In the face of all this I like to think the writer of Matthew’s gospel was encouraging his listeners. Encouraging them to remember who it was they were following, to remember the stories they knew of Jesus….to talk about them in relation to their own current experiences.
Perhaps he was using an oppositional technique to make his point and stir them to think about what was happening.
After all the stories that told of Jesus direct engagement with people
- never mentioned people being sent away for any reason,
- and always there was an emphasis on sharing what you had,
- doors never shut out those who knocked!
And, remember, it was the bridegroom who was late for his own banquet, not any of the guests, not even the bridesmaids who had no oil in their lamps. They, guests and wedding party had waited patiently for a long time it would seem, for him and his entourage to show up! Perhaps they were even uncertain if he would show up!
Is this how we usually interpret the kingdom of heaven metaphor?
How much more helpful it is for us, in our fraught times of despair and uncertainty, to remember this story as one that emphasises
- mutual care,
- sharing of what we have with those in need,
- keeping an open door, even if those who want to come in have previously made silly mistakes or poor choices.
After all it’s not nice to invite people to come to a banquet, a feast, a celebration then keep them waiting and wondering if you would turn up, then shut the door in their face!
We come to this celebration, remembering the last supper Jesus had with his friends that fateful night when he was arrested. We tell our story emphasising everyone is welcome to the table, to the foretaste of the heavenly banquet that is the image of generosity and inclusive love.

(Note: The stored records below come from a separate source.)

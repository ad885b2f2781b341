use slicerd_core::{ConfigError, ConfigUpdate, Endpoint};
use slicerd_openflow::{Match, PortNo, TableId};
use tokio::sync::oneshot;

use crate::DatapathLink;

/// A packet delivered to the controller by a to-controller ingress rule.
///
/// The match fields of the rule that punted the packet identify the ingress
/// endpoint; the payload is only inspected for its Ethernet addresses.
#[derive(Debug)]
pub struct PacketIn {
    pub table: TableId,
    pub matcher: Match,
    pub buffer_id: u32,
    pub data: Vec<u8>,
}

/// Notification that a flow entry went away.
#[derive(Debug)]
pub struct FlowRemoved {
    pub table: TableId,
    pub matcher: Match,
    pub reason: RemovalReason,
}

#[derive(Debug, Copy, Clone, PartialEq, Eq)]
pub enum RemovalReason {
    IdleTimeout,
    HardTimeout,
    Delete,
    GroupDelete,
}

/// Everything that can happen to one switch, from either side of the
/// controller. Consumed by the switch's single worker task.
pub enum Event {
    /// The session layer completed a handshake; `ports` are the physical
    /// ports from the features/port-description exchange.
    DatapathEnter {
        ports: Vec<PortNo>,
        link: Box<dyn DatapathLink>,
    },
    DatapathLeave,
    PortAdded(PortNo),
    PortRemoved(PortNo),
    PacketIn(PacketIn),
    FlowRemoved(FlowRemoved),
    /// A REST mutation; answered with the resulting configuration once the
    /// revalidation it triggered has been enqueued toward the switch.
    RestMutation {
        update: ConfigUpdate,
        reply: oneshot::Sender<Result<Vec<Vec<Endpoint>>, ConfigError>>,
    },
    /// A REST configuration read, serialized with the mutations.
    RestQuery {
        reply: oneshot::Sender<Vec<Vec<Endpoint>>>,
    },
}

impl std::fmt::Debug for Event {
    fn fmt(&self, f: &mut std::fmt::Formatter<'_>) -> std::fmt::Result {
        match self {
            Self::DatapathEnter { ports, .. } => {
                f.debug_struct("DatapathEnter").field("ports", ports).finish_non_exhaustive()
            }
            Self::DatapathLeave => f.write_str("DatapathLeave"),
            Self::PortAdded(p) => write!(f, "PortAdded({p})"),
            Self::PortRemoved(p) => write!(f, "PortRemoved({p})"),
            Self::PacketIn(pkt) => pkt.fmt(f),
            Self::FlowRemoved(fr) => fr.fmt(f),
            Self::RestMutation { update, .. } => {
                f.debug_struct("RestMutation").field("update", update).finish_non_exhaustive()
            }
            Self::RestQuery { .. } => f.write_str("RestQuery"),
        }
    }
}
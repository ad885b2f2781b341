use core::{fmt, str::FromStr};

/// A 48-bit Ethernet MAC address.
#[derive(Debug, Copy, Clone, PartialEq, Eq, PartialOrd, Ord, Hash)]
pub struct MacAddr(pub [u8; 6]);

impl MacAddr {
    pub const fn octets(&self) -> [u8; 6] {
        self.0
    }

    /// Extract the destination and source MACs from an Ethernet frame.
    ///
    /// Returns `None` if the payload is shorter than the two address fields.
    /// Nothing past the first 12 bytes is inspected.
    pub fn from_frame(data: &[u8]) -> Option<(MacAddr, MacAddr)> {
        if data.len() < 12 {
            return None;
        }
        let mut dst = [0u8; 6];
        let mut src = [0u8; 6];
        dst.copy_from_slice(&data[0..6]);
        src.copy_from_slice(&data[6..12]);
        Some((MacAddr(dst), MacAddr(src)))
    }
}

impl fmt::Display for MacAddr {
    fn fmt(&self, f: &mut fmt::Formatter<'_>) -> fmt::Result {
        let [a, b, c, d, e, g] = self.0;
        write!(f, "{a:02x}:{b:02x}:{c:02x}:{d:02x}:{e:02x}:{g:02x}")
    }
}

#[derive(Debug, thiserror::Error, PartialEq, Eq)]
#[error("invalid mac address '{0}'")]
pub struct ParseMacError(pub String);

impl FromStr for MacAddr {
    type Err = ParseMacError;

    fn from_str(s: &str) -> Result<Self, Self::Err> {
        let mut octets = [0u8; 6];
        let mut parts = s.split(':');
        for octet in octets.iter_mut() {
            let part = parts.next().ok_or_else(|| ParseMacError(s.to_string()))?;
            if part.len() != 2 {
                return Err(ParseMacError(s.to_string()));
            }
            *octet = u8::from_str_radix(part, 16).map_err(|_| ParseMacError(s.to_string()))?;
        }
        if parts.next().is_some() {
            return Err(ParseMacError(s.to_string()));
        }
        Ok(MacAddr(octets))
    }
}

#[cfg(test)]
mod tests {
    use pretty_assertions::assert_eq;

    use super::*;

    #[test]
    fn parse_and_display_round_trip() {
        let mac: MacAddr = "aa:bb:cc:00:11:22".parse().unwrap();
        assert_eq!(mac, MacAddr([0xaa, 0xbb, 0xcc, 0x00, 0x11, 0x22]));
        assert_eq!(mac.to_string(), "aa:bb:cc:00:11:22");
    }

    #[test]
    fn parse_rejects_malformed() {
        assert!("aa:bb:cc:00:11".parse::<MacAddr>().is_err());
        assert!("aa:bb:cc:00:11:22:33".parse::<MacAddr>().is_err());
        assert!("aa:bb:cc:00:11:2".parse::<MacAddr>().is_err());
        assert!("aa:bb:cc:00:11:zz".parse::<MacAddr>().is_err());
    }

    #[test]
    fn frame_extraction() {
        let mut frame = vec![0u8; 64];
        frame[0..6].copy_from_slice(&[0xff; 6]);
        frame[6..12].copy_from_slice(&[0x02, 0, 0, 0, 0, 0x01]);
        let (dst, src) = MacAddr::from_frame(&frame).unwrap();
        assert_eq!(dst, MacAddr([0xff; 6]));
        assert_eq!(src, MacAddr([0x02, 0, 0, 0, 0, 0x01]));
        assert_eq!(MacAddr::from_frame(&frame[..11]), None);
    }
}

The sharing of bread and wine with all those who want to come to the table is fundamental to the story we tell. “Come” we say hoping everyone will feel welcome.
That welcome, and generous inclusion of all those who want to be part of the ongoing story of loving compassion, was Jesus way of relating and teaching. There were no closed doors, no selfish hoarding, in his teaching, only respect for the other and mutual care.
That’s the story we tell of the Jesus way we seek to follow!
So it seems to me, that as church, we have got hold of the wrong end of the story of the bridesmaids and the bridegroom. Rather that telling the story as a cautionary tale of exclusion, we should be telling it to remind ourselves of
respect for the other, always;
of the importance of sharing what we have;
and of keeping a ready welcome.
We need to remember who we are as church, remember whose story we gather round and think carefully how we tell that story.
How we tell that story, and how we live that story, will be the story that is told about us.